在细胞培养板内做病毒空斑形成单位试验

(1) 用细胞培养板 (6孔)，若用旧板，洗净后浸于 95% 酒精中5 min, 再用紫外线照射 2-4 h备用，新板可直接使用。

(2) 将传代细胞系经胰酶消化分散后，用含 5%小牛血清的 Eagle 将细胞配成 3 X 10⁵/ml(依细胞种类而定)。

(3) 按每孔 3ml 加入细胞悬液，在 37℃ 5% CO₂ 培养箱中培养 24 h 或 48 h, 直至形成单层。

(4) 除去生长液，每孔加入 0.1 ml 不同稀释度病毒，然后将此板于 37℃5% CO₂ 培养箱中吸附1 h 。

(5) 将双倍营养覆盖液与等量融化的 2% 琼脂水溶液混匀，并维持于 45-50℃防凝。双倍营养覆盖溶液配制： 4 ml 灭活胎牛血清， 20 ml 10倍浓缩 Eagle, 13. 3 ml 1%酵母浸液－5% 水解蛋白水溶液， 6 ml 7. 5% NaHC0₃( 水配）， 2 ml 双抗（水配）， 54. 7 ml 无菌三蒸水，加入等量 56℃已融化的 2%琼脂水溶液并摇匀。

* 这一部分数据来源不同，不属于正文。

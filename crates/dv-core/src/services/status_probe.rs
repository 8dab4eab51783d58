//! Reading build and deployment state back from the platform.

use std::time::Duration;

use chrono::{DateTime, Utc};

use crate::models::platform::{BuildInfo, Condition, ConditionStatus, DeploymentInfo};
use crate::models::{BuildStatus, DeploymentState, DeploymentStatus, Status};

use super::naming::build_config_name;
use super::platform::{PlatformGateway, PlatformResult};

pub const AVAILABLE: &str = "Available";
pub const PROGRESSING: &str = "Progressing";

pub const BUILD_COMPLETE_MESSAGE: &str = "Build complete, see deployment message";
pub const NO_DEPLOYMENT_MESSAGE: &str =
    "Build Completed, but no deployment found. Reason unknown, please redeploy";

fn status_is(condition: Option<&Condition>, status: ConditionStatus) -> bool {
    condition.is_some_and(|c| c.status == status)
}

/// Progressing unless the condition explicitly says `False`.
pub fn is_progressing(progressing: Option<&Condition>) -> bool {
    !status_is(progressing, ConditionStatus::False)
}

/// Available when `Available` is true and `Progressing` is not false, or the
/// `Progressing=False` is older than the `Available` transition.
pub fn is_available(available: Option<&Condition>, progressing: Option<&Condition>) -> bool {
    let Some(avail) = available.filter(|c| c.status == ConditionStatus::True) else {
        return false;
    };
    if !status_is(progressing, ConditionStatus::False) {
        return true;
    }
    let progressed_at = progressing.and_then(|p| p.last_transition_time);
    avail.last_transition_time > progressed_at
}

pub fn deployment_is_available(deployment: &DeploymentInfo) -> bool {
    is_available(deployment.condition(AVAILABLE), deployment.condition(PROGRESSING))
}

pub fn deployment_is_progressing(deployment: &DeploymentInfo) -> bool {
    is_progressing(deployment.condition(PROGRESSING))
}

/// Revision label of the replication controller behind the deployment's
/// latest version, else `fallback`.
pub async fn deployed_revision(
    gateway: &dyn PlatformGateway,
    namespace: &str,
    deployment: &DeploymentInfo,
    fallback: Option<u64>,
) -> PlatformResult<Option<u64>> {
    let controllers = gateway
        .list_replication_controllers(namespace, &deployment.name)
        .await?;
    for rc in controllers {
        if rc.latest_version() != Some(deployment.latest_version) {
            continue;
        }
        if let Some(label) = rc
            .template_labels
            .get(crate::models::platform::DEPLOYMENT_VERSION_LABEL)
        {
            match label.parse() {
                Ok(revision) => return Ok(Some(revision)),
                Err(_) => tracing::error!(value = %label, "unexpected value for deployment-version"),
            }
        }
    }
    Ok(fallback)
}

/// Fill `status` with the deployment state of `service_id`.
pub async fn update_deployment_status(
    gateway: &dyn PlatformGateway,
    namespace: &str,
    service_id: &str,
    completed_at: Option<DateTime<Utc>>,
    status: &mut DeploymentStatus,
    build_revision: Option<u64>,
    grace: Duration,
) -> PlatformResult<()> {
    if let Some(deployment) = gateway.get_deployment(namespace, service_id).await? {
        status.status = DeploymentState::Deploying;
        status.deployment_name = Some(deployment.name.clone());
        status.version = deployed_revision(gateway, namespace, &deployment, build_revision).await?;
        if deployment_is_available(&deployment) {
            status.status = DeploymentState::Running;
        } else {
            if !deployment_is_progressing(&deployment) {
                status.status = DeploymentState::Failed;
            }
            status.status_message = match deployment.condition(AVAILABLE) {
                Some(available) => available.message.clone().unwrap_or_default(),
                None => "Available condition not found in deployment, delete the service and re-deploy?"
                    .to_string(),
            };
        }
    } else if let Some(completed_at) = completed_at {
        let grace = chrono::Duration::from_std(grace).unwrap_or_else(|_| chrono::Duration::zero());
        if Utc::now() > completed_at + grace {
            status.status = DeploymentState::Failed;
            status.status_message = NO_DEPLOYMENT_MESSAGE.to_string();
        } else {
            status.status = DeploymentState::Deploying;
            status.status_message = "Build Completed, Waiting for deployment.".to_string();
        }
    } else {
        status.status = DeploymentState::NotFound;
    }
    Ok(())
}

/// The build matching the config's last version, else the first listed.
fn current_build(builds: &[BuildInfo], last_version: u64) -> Option<&BuildInfo> {
    builds
        .iter()
        .find(|b| b.build_number() == Some(last_version))
        .or_else(|| builds.first())
}

/// Rebuild a status purely from what exists on the platform.
pub async fn reconstruct(
    gateway: &dyn PlatformGateway,
    namespace: &str,
    service_id: &str,
    name: &str,
    grace: Duration,
) -> PlatformResult<BuildStatus> {
    let mut status = BuildStatus::new(service_id.to_string(), name.to_string(), namespace.to_string());

    let last_version = gateway
        .get_build_config(namespace, &build_config_name(service_id))
        .await?
        .map(|bc| bc.last_version)
        .unwrap_or(1);

    let builds = gateway.list_builds(namespace, service_id).await?;
    let mut completed_at = None;
    if let Some(build) = current_build(&builds, last_version) {
        status.build_name = Some(build.name.clone());
        status.revision = build.deployment_version();
        let message = build.message.clone().unwrap_or_default();
        if build.phase.is_cancelled() {
            status.transition(Status::Cancelled, message);
        } else if build.phase.is_failed() {
            status.transition(Status::Failed, message);
        } else if build.phase.is_completed() {
            status.transition(Status::Complete, BUILD_COMPLETE_MESSAGE);
            completed_at = build.completion_timestamp;
        } else {
            status.transition(Status::Building, message);
        }
    } else {
        let controllers = gateway
            .list_replication_controllers(namespace, service_id)
            .await?;
        if controllers.first().is_some_and(|rc| rc.replicas == 0) {
            status.transition(Status::Failed, NO_DEPLOYMENT_MESSAGE);
        }
    }

    let revision = status.revision;
    update_deployment_status(
        gateway,
        namespace,
        service_id,
        completed_at,
        &mut status.deployment_status,
        revision,
        grace,
    )
    .await?;
    status.touch();
    Ok(status)
}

(6) 融化的营养琼脂覆盖层液在 45-50℃下每孔加 3ml, 待冷凝后倒置于 37℃5% CO₂ 培养箱内培养。 1~5 d 后再加第二层染色覆盖层（依病毒种类而定），其中含有 1 : 25 000 的中性红，继续培养于暗处，定期检查空斑情况。